Изобретение относится к фармацевтической промышленности, а именно способу получения противоопухолевого вакцинного препарата для лечения солидных опухолей. Способ получения противоопухолевого вакцинного препарата для лечения солидных опухолей, заключающийся в том, что производят отбор первоначального опухолевого материала, смешение и гомогенизацию в буферном растворе, неоднократное центрифугирование с отбором образующего осадка, осадок суспендируют в кислом буфере, перемешивают, нейтрализуют, центрифугируют, супернатат собирают, осуществляют обогащение и очистку полученного супернатата с помощью комбинации солевого осаждения и хроматографии на иммобилизованном протеине А или G, полученный раствор пропускают через колонки с иммобилизованными иммуноглобулинами человека класса IgG и иммобилизованными белками плаценты человека, получившиеся антитела подвергают ферментативной обработке для получения Fab- или F(ab)2-фрагментов, которыми иммунизируют животных, получают иммунные антисыворотки, выделяют из них суммарную фракцию иммуноглобулинов, пропускают ее через колонки, с иммобилизованными иммуноглобулинами человека класса IgG и иммобилизованными белками плаценты человека, прошедший через колонки раствор подвергают иммуноаффинной хроматографии на колонках с иммобилизованными иммуноглобулинами, полученными ранее на этапе очистки и обогащения, целевые продукты, специфически связываемые последними видами колонок, элюируют раствором, диссоциирующим комплексы антиген-антитело, концентрируют, фильтруют через антимикробные фильтры, смешивают с адьювантом. Препарат полученный вышеописанным способом позволяет повысить эффективность лечения солидных опухолей. 2 пр.

Description

Настоящее изобретение относится к медицине, а именно к онкологии, и предназначено для лечения солидных опухолей.
Одной из главных причин, тормозящих внедрение иммунологических методов лечения злокачественных опухолей в практическую онкологию, является низкая иммуногенность большинства опухолеспецифичных антигенов-маркеров (ОСМ). Это является труднопреодолимым препятствием для получения противоопухолевых антисывороток и антител, пригодных для деструкции первичных опухолей и их метастазов в условиях in vivo. При росте злокачественной опухоли в организме, иммунная система опухоленосителя начинает синтезировать опухолеспецифичные антитела [Агеенко, Лицо рака, М., Медицина, 1995; Xiaoju Wang, et al., Autoantibody Signatures in Prostate Cancer, N. Eng. J. Med., 2005; 353: 1224-35.]. Понятно, что индукция синтеза антител осуществляется в отношении наиболее иммуногенных ОСМ. Однако уровни продукции таких антител и/или их аффинность обычно бывают недостаточными для реверсии опухолевого роста. Тем не менее, имеются основания полагать, что разработка способов качественного повышения уровня продукции специфических высокоаффнных антител в организме опухоленосителя, как и цитотоксических лимфоцитов, специфических для ОСМ, может стать основой получения эффективных лечебных вакцинных противораковых препаратов.

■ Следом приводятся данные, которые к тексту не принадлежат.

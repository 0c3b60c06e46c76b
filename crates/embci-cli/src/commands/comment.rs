//! `comment`: publish check results produced by pipeline steps.
//!
//! Each `--checks` value is base64-encoded JSON
//! `{"name", "action", "result", "log_path"}`; `log_path` is relative to
//! the build page.

use anyhow::{Context, Result};
use async_trait::async_trait;
use clap::{ArgAction, ArgMatches, Args, ValueEnum};
use embci_core::config::RunContext;
use embci_core::report::{self, CheckRow, CheckTable, CI_CAPTION};
use embci_core::{AppContext, CiCommand, Outcome};
use embci_forge::ForgeClient;
use serde::Deserialize;
use tracing::{info, warn};

use super::{common_config, decode_base64, parse_args, ForgeArgs};

#[derive(Debug, Clone, Copy, PartialEq, Eq, ValueEnum)]
pub enum Method {
    /// Comment the table on the PR and set the verdict label
    Gate,
    /// Open an issue when a scheduled build failed
    Ci,
}

/// One check item as emitted by pipeline scripts.
#[derive(Debug, Clone, Default, PartialEq, Eq, Deserialize)]
#[serde(default)]
pub struct CheckItem {
    pub name: String,
    pub action: String,
    pub result: String,
    pub log_path: String,
}

impl CheckItem {
    /// Decode one `--checks` value.
    pub fn decode(encoded: &str) -> Result<Self> {
        let raw = decode_base64(encoded)?;
        serde_json::from_str(&raw).with_context(|| format!("Invalid check item {}", raw))
    }

    pub fn into_row(self, run: &RunContext) -> CheckRow {
        let mut row = CheckRow::new(self.name, Outcome::from_word(&self.result))
            .with_log(run.link(&self.log_path));
        if !self.action.is_empty() {
            row = row.with_action(self.action);
        }
        row
    }
}

#[derive(Debug, Clone, Args)]
pub struct CommentArgs {
    #[arg(short = 'm', long = "method", value_enum)]
    pub method: Method,

    #[command(flatten)]
    pub forge: ForgeArgs,

    /// Run duration in milliseconds
    #[arg(long = "duration_time")]
    pub duration_time: Option<u64>,

    #[arg(long = "pr_num")]
    pub pr_num: Option<u64>,

    #[arg(short = 'b', long = "branch", default_value = "master")]
    pub branch: String,

    #[arg(long = "checks", action = ArgAction::Append)]
    pub checks: Vec<String>,
}

impl CommentArgs {
    pub fn table(&self, run: &RunContext) -> Result<CheckTable> {
        let mut table = CheckTable::new().with_duration(self.duration_time.map(report::format_duration_ms));
        for encoded in &self.checks {
            table.push(CheckItem::decode(encoded)?.into_row(run));
        }
        Ok(table)
    }
}

/// Publish `table` through `forge` according to `args.method`.
pub async fn publish(
    forge: &dyn ForgeClient,
    run: &RunContext,
    args: &CommentArgs,
    table: &CheckTable,
) -> Result<Outcome> {
    let verdict = table.verdict();
    match args.method {
        Method::Gate => {
            let pr = args.pr_num.context("--pr_num is required for gate comments")?;
            if !forge.comment_pr(pr, &table.gate_comment(run)).await {
                warn!(pr, "result comment not posted");
            }
            report::apply_verdict(forge, pr, verdict).await;
        }
        Method::Ci => {
            if verdict.is_success() {
                info!(branch = %args.branch, "all checks passed, no issue opened");
            } else {
                let title = report::ci_issue_title(&args.branch);
                if !forge.create_issue(&title, &table.render_html(CI_CAPTION)).await {
                    warn!(branch = %args.branch, "failure issue not created");
                }
            }
        }
    }
    Ok(verdict)
}

pub struct Comment;

#[async_trait]
impl CiCommand for Comment {
    fn name(&self) -> &'static str {
        "comment"
    }

    fn help(&self) -> &'static str {
        "format gate or ci result"
    }

    fn description(&self) -> &'static str {
        "This command is to format result that come from gate or ci"
    }

    fn declare_flags(&self, parser: clap::Command) -> clap::Command {
        CommentArgs::augment_args(parser)
    }

    async fn execute(&self, ctx: &AppContext, matches: &ArgMatches) -> Result<()> {
        let args: CommentArgs = parse_args(matches)?;
        let run = RunContext::from_env().context("Comment needs the job identity")?;
        let table = args.table(&run)?;
        let forge = args.forge.client(&common_config(ctx)?)?;
        let verdict = publish(forge.as_ref(), &run, &args, &table).await?;
        info!(method = ?args.method, %verdict, rows = table.rows.len(), "results published");
        Ok(())
    }
}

В настоящее время в качестве специфических противораковых вакцин используют отдельные антигены опухолевых клеток, либо ОСМ-содержащие фракции - например, нативные или модифицированные мембранные фракции опухолей [Munck-Wilkland et al., Anticancer Res., 1990, 10, 3, p.703]. Подобные подходы, основанные на случайно выбранных ОСМ (из тысяч возможных), не гарантируют выделения антигенов, эффективных с точки зрения индукции противоопухолевого иммунного ответа. К тому же подходы, базирующиеся на применении любого одного-двух опухолевых антигенов, принципиально не позволяет надеяться на успех вакцитотерапии, т.к. не учитывают высокую антигенную гетерогенность клеток злокачественных опухолей: В этих условиях даже очень эффективная индукция эффекторного ответа на отдельные ОСМ позволяет, в лучшем случае, надеяться на элиминацию лишь части опухолевых клеток, экспрессирующих соответствующий антиген. Тогда как не экспрессирующие выбранные антигены злокачественные клетки сохранятся и обеспечат дальнейшую опухолевую прогрессию.

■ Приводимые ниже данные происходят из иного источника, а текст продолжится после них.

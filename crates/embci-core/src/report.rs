//! Result reporting: check tables, labels and comment texts.
//!
//! The forge only ever sees an HTML table (one row per leaf) plus exactly
//! one of the success/failed labels. Root-cause detail stays in the job
//! console.

use embci_forge::ForgeClient;
use serde::{Deserialize, Serialize};
use tracing::{info, warn};

use crate::capability::BuildRes;
use crate::config::RunContext;
use crate::result::{aggregate, Outcome};

pub const PROCESS_LABEL: &str = "ci_processing";
pub const SUCCESS_LABEL: &str = "ci_successful";
pub const FAILED_LABEL: &str = "ci_failed";

pub const PREEMPT_COMMENT: &str = "you retrigger the gatekeeper, the previous access task will stop and then restart the new access mission";

pub const GATE_CAPTION: &str = "openEuler Embedded gate check - ";
pub const CI_CAPTION: &str = "openEuler Embedded CI - ";

/// One row of a check table.
#[derive(Debug, Clone, PartialEq, Eq, Serialize, Deserialize)]
pub struct CheckRow {
    pub name: String,
    #[serde(default)]
    pub action: Option<String>,
    pub outcome: Outcome,
    #[serde(default)]
    pub log_url: Option<String>,
}

impl CheckRow {
    pub fn new(name: impl Into<String>, outcome: Outcome) -> Self {
        Self {
            name: name.into(),
            action: None,
            outcome,
            log_url: None,
        }
    }

    pub fn with_action(mut self, action: impl Into<String>) -> Self {
        self.action = Some(action.into());
        self
    }

    pub fn with_log(mut self, url: impl Into<String>) -> Self {
        self.log_url = Some(url.into());
        self
    }
}

/// Ordered rows of one run plus presentation options.
#[derive(Debug, Clone, Default, PartialEq, Eq, Serialize, Deserialize)]
pub struct CheckTable {
    pub rows: Vec<CheckRow>,
    /// Pre-formatted duration shown under the caption
    #[serde(default)]
    pub duration: Option<String>,
}

impl CheckTable {
    pub fn new() -> Self {
        Self::default()
    }

    pub fn push(&mut self, row: CheckRow) {
        self.rows.push(row);
    }

    /// One row per board, the architecture as action.
    pub fn push_build(&mut self, res: &BuildRes) {
        for (arch, board) in res.leaves() {
            self.rows
                .push(CheckRow::new(board.name.clone(), board.result).with_action(arch));
        }
    }

    pub fn with_duration(mut self, duration: Option<String>) -> Self {
        self.duration = duration;
        self
    }

    /// AND over all rows.
    pub fn verdict(&self) -> Outcome {
        aggregate(self.rows.iter().map(|r| r.outcome))
    }

    /// Render as an HTML table headed by `caption_prefix` and the verdict.
    pub fn render_html(&self, caption_prefix: &str) -> String {
        let verdict = self.verdict();
        let verdict_word = if verdict.is_success() { "PASS" } else { "FAILED" };

        let mut out = String::new();
        out.push_str("<table style=\"align: center\">\n");
        out.push_str(&format!(
            "<caption>{}{}{}",
            escape_html(caption_prefix),
            verdict.glyph(),
            verdict_word
        ));
        if let Some(d) = &self.duration {
            out.push_str(&format!("<br>duration <u>{}</u>", escape_html(d)));
        }
        out.push_str("</caption>\n");
        out.push_str(
            "<tr><th>check name</th><th>action</th><th>result</th><th>log</th></tr>\n",
        );
        for row in &self.rows {
            let log = match &row.log_url {
                Some(url) => format!("<a href='{}'>log</a>", escape_html(url)),
                None => String::new(),
            };
            out.push_str(&format!(
                "<tr><td>{}</td><td>{}</td><td>{}<strong>{}</strong></td><td>{}</td></tr>\n",
                escape_html(&row.name),
                escape_html(row.action.as_deref().unwrap_or_default()),
                row.outcome.glyph(),
                row.outcome.hint(),
                log
            ));
        }
        out.push_str("</table>");
        out
    }

    /// Gate comment: the table followed by the console link.
    pub fn gate_comment(&self, run: &RunContext) -> String {
        format!(
            "{}\nPlease click <a href={}>here</a> for details",
            self.render_html(GATE_CAPTION),
            run.console_url()
        )
    }
}

/// Comment posted when the gate starts.
pub fn announce_comment(run: &RunContext) -> String {
    format!(
        "the gate is running, if you want to get message immediately, please click <a href={}>here</a> for detail",
        run.console_url()
    )
}

/// Issue title for a failed scheduled build on `branch`.
pub fn ci_issue_title(branch: &str) -> String {
    let now = chrono::Local::now().format("%Y-%m-%d %H:%M:%S");
    format!("[{}] build failed {}", branch, now)
}

/// `3723000` -> `1h 2m 3s`. Zero units are omitted; zero total is `0s`.
pub fn format_duration_ms(ms: u64) -> String {
    let total = ms / 1000;
    let (hours, rest) = (total / 3600, total % 3600);
    let (minutes, seconds) = (rest / 60, rest % 60);

    let mut parts = Vec::new();
    if hours > 0 {
        parts.push(format!("{}h", hours));
    }
    if minutes > 0 {
        parts.push(format!("{}m", minutes));
    }
    if seconds > 0 || parts.is_empty() {
        parts.push(format!("{}s", seconds));
    }
    parts.join(" ")
}

/// Mark a PR as being processed, clearing stale verdict labels.
pub async fn mark_processing(forge: &dyn ForgeClient, pr_num: u64) {
    forge
        .remove_labels(pr_num, &[SUCCESS_LABEL, FAILED_LABEL])
        .await;
    if !forge.add_labels(pr_num, &[PROCESS_LABEL]).await {
        warn!(pr = pr_num, "could not set processing label");
    }
}

/// Leave exactly one verdict label on the PR.
pub async fn apply_verdict(forge: &dyn ForgeClient, pr_num: u64, verdict: Outcome) {
    let (set, other) = match verdict {
        Outcome::Success => (SUCCESS_LABEL, FAILED_LABEL),
        Outcome::Failure => (FAILED_LABEL, SUCCESS_LABEL),
    };
    forge.remove_labels(pr_num, &[PROCESS_LABEL, other]).await;
    if forge.add_labels(pr_num, &[set]).await {
        info!(pr = pr_num, label = set, "verdict label set");
    } else {
        warn!(pr = pr_num, label = set, "could not set verdict label");
    }
}

fn escape_html(s: &str) -> String {
    let mut out = String::with_capacity(s.len());
    for c in s.chars() {
        match c {
            '<' => out.push_str("&lt;"),
            '>' => out.push_str("&gt;"),
            '&' => out.push_str("&amp;"),
            '\'' => out.push_str("&#39;"),
            '"' => out.push_str("&quot;"),
            _ => out.push(c),
        }
    }
    out
}

#[cfg(test)]
mod tests {
    use super::*;
    use crate::capability::{Arch, Board};
    use embci_forge::fakes::MemoryForge;

    #[test]
    fn test_table_rows_and_verdict() {
        let mut table = CheckTable::new();
        table.push(CheckRow::new("check_commit_msg", Outcome::Success));
        table.push_build(&BuildRes::new(vec![Arch::new(
            "aarch64",
            vec![Board::new("openeuler-image(qemu-aarch64)", Outcome::Failure)],
        )]));
        assert_eq!(table.rows.len(), 2);
        assert_eq!(table.rows[1].action.as_deref(), Some("aarch64"));
        assert_eq!(table.verdict(), Outcome::Failure);

        let html = table.render_html(GATE_CAPTION);
        assert!(html.contains(":x:FAILED</caption>"));
        assert!(html.contains("<td>check_commit_msg</td>"));
        assert!(html.contains(":x:<strong>FAILED</strong>"));
        assert!(html.contains(" :white_check_mark: <strong>SUCCESS</strong>"));
    }

    #[test]
    fn test_empty_table_passes() {
        let html = CheckTable::new().render_html(GATE_CAPTION);
        assert!(html.contains("PASS</caption>"));
    }

    #[test]
    fn test_gate_comment_links_console() {
        let run = RunContext::new("gate", 7, "https://ci/job/gate/7/");
        let mut table = CheckTable::new().with_duration(Some("1m".to_string()));
        table.push(CheckRow::new("doc_build_check", Outcome::Success).with_log("https://ci/x"));
        let comment = table.gate_comment(&run);
        assert!(comment.contains("<br>duration <u>1m</u>"));
        assert!(comment.contains("<a href='https://ci/x'>log</a>"));
        assert!(comment.ends_with("<a href=https://ci/job/gate/7/console>here</a> for details"));
    }

    #[test]
    fn test_cells_are_escaped() {
        let mut table = CheckTable::new();
        table.push(CheckRow::new("<script>", Outcome::Success));
        assert!(table.render_html("").contains("&lt;script&gt;"));
    }

    #[test]
    fn test_format_duration() {
        assert_eq!(format_duration_ms(3_723_000), "1h 2m 3s");
        assert_eq!(format_duration_ms(60_000), "1m");
        assert_eq!(format_duration_ms(999), "0s");
        assert_eq!(format_duration_ms(7_200_500), "2h");
    }

    #[tokio::test]
    async fn test_labels_leave_exactly_one_verdict() {
        let forge = MemoryForge::default();
        forge.add_labels(1, &[SUCCESS_LABEL]).await;
        mark_processing(&forge, 1).await;
        assert_eq!(
            forge.labels(1).into_iter().collect::<Vec<_>>(),
            vec![PROCESS_LABEL]
        );

        apply_verdict(&forge, 1, Outcome::Failure).await;
        assert_eq!(
            forge.labels(1).into_iter().collect::<Vec<_>>(),
            vec![FAILED_LABEL]
        );

        apply_verdict(&forge, 1, Outcome::Success).await;
        assert_eq!(
            forge.labels(1).into_iter().collect::<Vec<_>>(),
            vec![SUCCESS_LABEL]
        );
    }
}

Прототипом предлагаемого изобретения может служить способ "противораковой вакцинации", достигаемый с помощью иммунизации опухоленосителя отдельными специфическими антиидиотипическими антителами АТ2, с целью индукции в его организме антител, направленных к тому же опухолевому антигену, которые, в свою очередь, способны ингибировать рост опухолевых клеток [Hellstrom and Hellstrom, Rev. Int. Immunol., 1989, v.4, N 4, p.337]. Согласно данным авторов, применение такого подхода в ряде случаев приводит к регрессии опухоли и метастазов.
Описанный в аналоге способ позволял создать определенный противоопухолевый иммунитет, однако он не был лишен ряда существенных недостатков.
Во-первых, применяемые антитела являются структурными подобиями лишь единичных, произвольно выбранных (случайных) ОСМ, что не гарантирует их достаточно высокой иммуногенности и доступности соответствующих ОСМ для иммунной атаки организма-хозяина.
Во-вторых, практическое использование индивидуальных антител не учитывает антигенной гетерогенности разных клеток даже одного опухолевого узла. В силу чего, даже при индукции выраженной иммунной атаки организма хозяина на клетки опухоли, та часть из них, которая не экспрессирует соответствующий ОСМ, останется незатронутой и может обеспечить дальнейший злокачественный рост.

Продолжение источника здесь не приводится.